Our goal is to provide affordable healthcare for patients of all ages in the greater Stamford, CT area. That’s why we accept most major health insurance plans and offer deeply discounted self-pay rates for uninsured patients. Call AFC Urgent Care Urgent Care Stamford today or visit our conveniently located urgent care center at 3000 Summer Street in Stamford, CT to learn more about our urgent care services for whooping cough.
What is whooping cough?
A whooping cough is an infection caused by a bacterium, Bordetella pertussis. Outbreaks of a whooping cough were first described in the 16th Century.
Pertussis kills about 250,000 children worldwide each year. 18 deaths were recorded in Australia between 1993 and 2004, of whom all but 2 were children under 12 months old.
In Australia, there are epidemics of whooping cough about every 3 to 5 years, with the most recent peaks in South Australia in 2009 and 2010.
How does it spread?
The infection spreads by droplets that are coughed or sneezed out during the first 3 weeks of the illness. These droplets can be breathed in or they can be carried to the nose by hands which come in contact with the droplets (eg through handling used tissues or by touching surfaces which have the droWplets on them).
A whooping cough is very easy to catch. 70% to 100% of people living in the same house as someone with whooping cough will get the infection unless they have been immunised in the last 11 years, or have had the infection.
Who is most at risk?
Any one who is not protected (by recent immunisation or by having had the infection before) can get whooping cough, including older children and adults. Most people who get the infection in Australia are adults or young people over about 11 years of age – even if they have been immunised as a baby.

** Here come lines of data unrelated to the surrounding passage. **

//! Configuration options for PC/SC transport

use pcsc::{Protocols as PcscProtocols, ShareMode as PcscShareMode};

/// Sharing mode for card connections
#[derive(Debug, Clone, Copy, PartialEq, Eq)]
pub enum ShareMode {
    /// Exclusive access to the card
    Exclusive,
    /// Shared access to the card (default)
    Shared,
    /// Direct connection to the reader
    Direct,
}

impl From<ShareMode> for PcscShareMode {
    fn from(mode: ShareMode) -> Self {
        match mode {
            ShareMode::Exclusive => Self::Exclusive,
            ShareMode::Shared => Self::Shared,
            ShareMode::Direct => Self::Direct,
        }
    }
}

/// Strategy for picking the reader to open
#[derive(Debug, Clone, PartialEq, Eq)]
pub enum ConnectStrategy {
    /// Connect to a specific reader by name
    Reader(String),

    /// Connect to the first reader that currently holds a card
    AnyCard,

    /// Connect to the first available reader
    FirstAvailable,
}

impl ConnectStrategy {
    /// Use the named reader when one is configured, the first reader otherwise
    pub fn from_reader_name(name: Option<&str>) -> Self {
        name.map_or(Self::FirstAvailable, |name| Self::Reader(name.to_string()))
    }
}

/// Configuration options for PC/SC transport
#[derive(Debug, Clone)]
pub struct PcscConfig {
    /// Sharing mode for card connections
    pub share_mode: ShareMode,

    /// Preferred protocols for card communication
    pub protocols: PcscProtocols,

    /// Reconnect and retry once when the card reports it was reset
    pub auto_reconnect: bool,
}

impl Default for PcscConfig {
    fn default() -> Self {
        Self {
            share_mode: ShareMode::Shared,
            protocols: PcscProtocols::ANY,
            auto_reconnect: true,
        }
    }
}

impl PcscConfig {
    /// Create a new default configuration
    pub fn new() -> Self {
        Self::default()
    }

    /// Set the sharing mode
    pub const fn with_share_mode(mut self, mode: ShareMode) -> Self {
        self.share_mode = mode;
        self
    }

    /// Set the preferred protocols
    pub const fn with_protocols(mut self, protocols: PcscProtocols) -> Self {
        self.protocols = protocols;
        self
    }

    /// Set whether to automatically reconnect
    pub const fn with_auto_reconnect(mut self, auto_reconnect: bool) -> Self {
        self.auto_reconnect = auto_reconnect;
        self
    }
}

#[cfg(test)]
mod tests {
    use super::*;

    #[test]
    fn test_config_builder() {
        let config = PcscConfig::new()
            .with_share_mode(ShareMode::Exclusive)
            .with_protocols(PcscProtocols::T1)
            .with_auto_reconnect(false);

        assert_eq!(config.share_mode, ShareMode::Exclusive);
        assert_eq!(config.protocols, PcscProtocols::T1);
        assert!(!config.auto_reconnect);
    }

    #[test]
    fn test_strategy_from_reader_name() {
        assert_eq!(
            ConnectStrategy::from_reader_name(Some("ACS ACR39U")),
            ConnectStrategy::Reader("ACS ACR39U".to_string())
        );
        assert_eq!(ConnectStrategy::from_reader_name(None), ConnectStrategy::FirstAvailable);
    }
}
use eyre::OptionExt;
use thaiid_bridge::Bridge;
use tokio::sync::mpsc;

use crate::config::Config;

/// Print the last record the controller holds
pub(crate) async fn latest(config: &Config) -> eyre::Result<()> {
    let (commands, _) = mpsc::channel(1);
    let bridge = Bridge::new(config.bridge_config()?, commands)?;

    let latest = bridge
        .latest_card_data()
        .await
        .ok_or_eyre("controller returned no card data")?;

    println!("{}", serde_json::to_string_pretty(&latest)?);
    Ok(())
}
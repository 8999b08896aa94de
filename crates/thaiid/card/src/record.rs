//! The decoded identity record

use std::fmt;

use serde::{Deserialize, Serialize, Serializer};

/// Keys of the values a [`CardRecord`] holds, in wire order
#[derive(Debug, Clone, Copy, PartialEq, Eq, Hash)]
pub enum FieldKey {
    /// National identification number
    Cid,
    /// Full name in Thai
    NameTh,
    /// Full name in English
    NameEn,
    /// Birth date, Thai rendering
    BirthDate,
    /// Birth date, Gregorian English rendering
    BirthDateEn,
    /// Gender
    Gender,
    /// Registered address
    Address,
    /// Issuing office
    Issuer,
    /// Issue date, Thai rendering
    IssueDate,
    /// Issue date, Gregorian English rendering
    IssueDateEn,
    /// Expiry date, Thai rendering
    ExpireDate,
    /// Expiry date, Gregorian English rendering
    ExpireDateEn,
}

impl FieldKey {
    /// Every key, in wire order
    pub const ALL: [Self; 12] = [
        Self::Cid,
        Self::NameTh,
        Self::NameEn,
        Self::BirthDate,
        Self::BirthDateEn,
        Self::Gender,
        Self::Address,
        Self::Issuer,
        Self::IssueDate,
        Self::IssueDateEn,
        Self::ExpireDate,
        Self::ExpireDateEn,
    ];

    /// Name of the key in the JSON sent to the controller
    pub const fn as_str(&self) -> &'static str {
        match self {
            Self::Cid => "CID",
            Self::NameTh => "NameTH",
            Self::NameEn => "NameEN",
            Self::BirthDate => "BirthDate",
            Self::BirthDateEn => "BirthDateEN",
            Self::Gender => "Gender",
            Self::Address => "Address",
            Self::Issuer => "Issuer",
            Self::IssueDate => "IssueDate",
            Self::IssueDateEn => "IssueDateEN",
            Self::ExpireDate => "ExpireDate",
            Self::ExpireDateEn => "ExpireDateEN",
        }
    }
}

impl fmt::Display for FieldKey {
    fn fmt(&self, f: &mut fmt::Formatter<'_>) -> fmt::Result {
        f.write_str(self.as_str())
    }
}

fn empty_if_none<S: Serializer>(value: &Option<String>, serializer: S) -> Result<S::Ok, S::Error> {
    serializer.serialize_str(value.as_deref().unwrap_or_default())
}

/// Identity data read from one card
///
/// `None` marks a field the card did not deliver, `Some("")` a field that was
/// delivered but empty. Serialized, both become `""` so the controller always
/// receives every key.
#[derive(Debug, Clone, Default, PartialEq, Eq, Serialize, Deserialize)]
#[serde(default)]
pub struct CardRecord {
    #[serde(rename = "CID", serialize_with = "empty_if_none")]
    cid: Option<String>,
    #[serde(rename = "NameTH", serialize_with = "empty_if_none")]
    name_th: Option<String>,
    #[serde(rename = "NameEN", serialize_with = "empty_if_none")]
    name_en: Option<String>,
    #[serde(rename = "BirthDate", serialize_with = "empty_if_none")]
    birth_date: Option<String>,
    #[serde(rename = "BirthDateEN", serialize_with = "empty_if_none")]
    birth_date_en: Option<String>,
    #[serde(rename = "Gender", serialize_with = "empty_if_none")]
    gender: Option<String>,
    #[serde(rename = "Address", serialize_with = "empty_if_none")]
    address: Option<String>,
    #[serde(rename = "Issuer", serialize_with = "empty_if_none")]
    issuer: Option<String>,
    #[serde(rename = "IssueDate", serialize_with = "empty_if_none")]
    issue_date: Option<String>,
    #[serde(rename = "IssueDateEN", serialize_with = "empty_if_none")]
    issue_date_en: Option<String>,
    #[serde(rename = "ExpireDate", serialize_with = "empty_if_none")]
    expire_date: Option<String>,
    #[serde(rename = "ExpireDateEN", serialize_with = "empty_if_none")]
    expire_date_en: Option<String>,
}

macro_rules! getters {
    ($($(#[$doc:meta])* $name:ident),* $(,)?) => {
        $(
            $(#[$doc])*
            pub fn $name(&self) -> Option<&str> {
                self.$name.as_deref()
            }
        )*
    };
}

impl CardRecord {
    getters! {
        /// National identification number
        cid,
        /// Full name in Thai
        name_th,
        /// Full name in English
        name_en,
        /// Birth date as `DD <Thai month> YYYY` (Buddhist Era)
        birth_date,
        /// Birth date as `DD Mon YYYY` (Gregorian)
        birth_date_en,
        /// Gender in Thai
        gender,
        /// Registered address
        address,
        /// Issuing office
        issuer,
        /// Issue date (Buddhist Era)
        issue_date,
        /// Issue date (Gregorian)
        issue_date_en,
        /// Expiry date (Buddhist Era)
        expire_date,
        /// Expiry date (Gregorian)
        expire_date_en,
    }

    const fn slot(&mut self, key: FieldKey) -> &mut Option<String> {
        match key {
            FieldKey::Cid => &mut self.cid,
            FieldKey::NameTh => &mut self.name_th,
            FieldKey::NameEn => &mut self.name_en,
            FieldKey::BirthDate => &mut self.birth_date,
            FieldKey::BirthDateEn => &mut self.birth_date_en,
            FieldKey::Gender => &mut self.gender,
            FieldKey::Address => &mut self.address,
            FieldKey::Issuer => &mut self.issuer,
            FieldKey::IssueDate => &mut self.issue_date,
            FieldKey::IssueDateEn => &mut self.issue_date_en,
            FieldKey::ExpireDate => &mut self.expire_date,
            FieldKey::ExpireDateEn => &mut self.expire_date_en,
        }
    }

    /// Value stored under `key`
    pub fn get(&self, key: FieldKey) -> Option<&str> {
        match key {
            FieldKey::Cid => self.cid(),
            FieldKey::NameTh => self.name_th(),
            FieldKey::NameEn => self.name_en(),
            FieldKey::BirthDate => self.birth_date(),
            FieldKey::BirthDateEn => self.birth_date_en(),
            FieldKey::Gender => self.gender(),
            FieldKey::Address => self.address(),
            FieldKey::Issuer => self.issuer(),
            FieldKey::IssueDate => self.issue_date(),
            FieldKey::IssueDateEn => self.issue_date_en(),
            FieldKey::ExpireDate => self.expire_date(),
            FieldKey::ExpireDateEn => self.expire_date_en(),
        }
    }

    /// Return the record with `key` set to `value`
    pub fn with(mut self, key: FieldKey, value: impl Into<String>) -> Self {
        *self.slot(key) = Some(value.into());
        self
    }

    /// A record is usable only when it carries a non-empty CID
    pub fn is_valid(&self) -> bool {
        self.cid().is_some_and(|cid| !cid.is_empty())
    }

    /// Number of fields the card delivered
    pub fn present_fields(&self) -> usize {
        FieldKey::ALL.iter().filter(|key| self.get(**key).is_some()).count()
    }
}
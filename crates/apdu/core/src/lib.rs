//! Core traits and types for APDU (Application Protocol Data Unit) operations
//!
//! This crate provides the foundational types used to talk to an ISO/IEC 7816-4
//! smart card through a single attached reader.
//!
//! ## Overview
//!
//! - [`Command`] builds the raw command bytes (CLA, INS, P1, P2, Lc, data, Le)
//! - [`Response`] splits a raw response into payload and [`StatusWord`]
//! - [`CardTransport`] is the seam to the reader driver (power on, transmit, close)
//! - [`processor::GetResponseProcessor`] follows `61 xx` status words with
//!   GET RESPONSE until the card reports a final status
//!
//! Only the subset of the protocol needed by a host reading a card is covered;
//! there is no secure messaging and no extended-length support.
#![cfg_attr(not(test), warn(unused_crate_dependencies))]
#![forbid(unsafe_code)]
#![warn(missing_docs, rustdoc::missing_crate_level_docs)]

// Re-export bytes for convenience
pub use bytes::{Bytes, BytesMut};

pub mod command;
mod error;
pub mod processor;
pub mod response;
pub mod transport;

pub use command::Command;
pub use error::{Error, Result};
pub use processor::{CommandProcessor, GetResponseProcessor, IdentityProcessor};
pub use response::Response;
pub use response::status::StatusWord;
pub use transport::{CardTransport, TransportError};

/// Prelude module containing commonly used traits and types
pub mod prelude {
    pub use crate::{
        Bytes, BytesMut, Command, Error, Response, Result,
        processor::{CommandProcessor, GetResponseProcessor, ProcessorError},
        response::status::{StatusWord, common as status},
        transport::{CardTransport, TransportError},
    };
}

#[cfg(test)]
mod tests {
    use super::*;

    #[test]
    fn test_reexports() {
        let cmd = Command::new(0x00, 0xA4, 0x04, 0x00);
        assert_eq!(cmd.cla, 0x00);
        assert_eq!(cmd.ins, 0xA4);

        let resp = Response::success(Bytes::from_static(&[0x01, 0x02, 0x03]));
        assert!(resp.is_success());
        assert_eq!(resp.payload().as_ref(), &[0x01, 0x02, 0x03]);
        assert_eq!(resp.status(), StatusWord::new(0x90, 0x00));
    }
}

Babies are at most risk of having severe health problems from whooping cough. About 1 in 200 babies who get whooping cough before they are 6 months old will die from the infection.
Why should children and adults get vaccinated against a whooping cough?
- Getting vaccinated is the first and strongest defense against contracting and spreading the illness
- Adults are the most common source of pertussis infection in infants, who are at the greatest risk of health complications and death.
- Whooping cough can cause serious health complications in adults from shortness of breath to cracked ribs
- Women can pass the illness to infants during pregnancy. Women should get the vaccine (Tdap) late in the second trimester or in the third trimester of each pregnancy.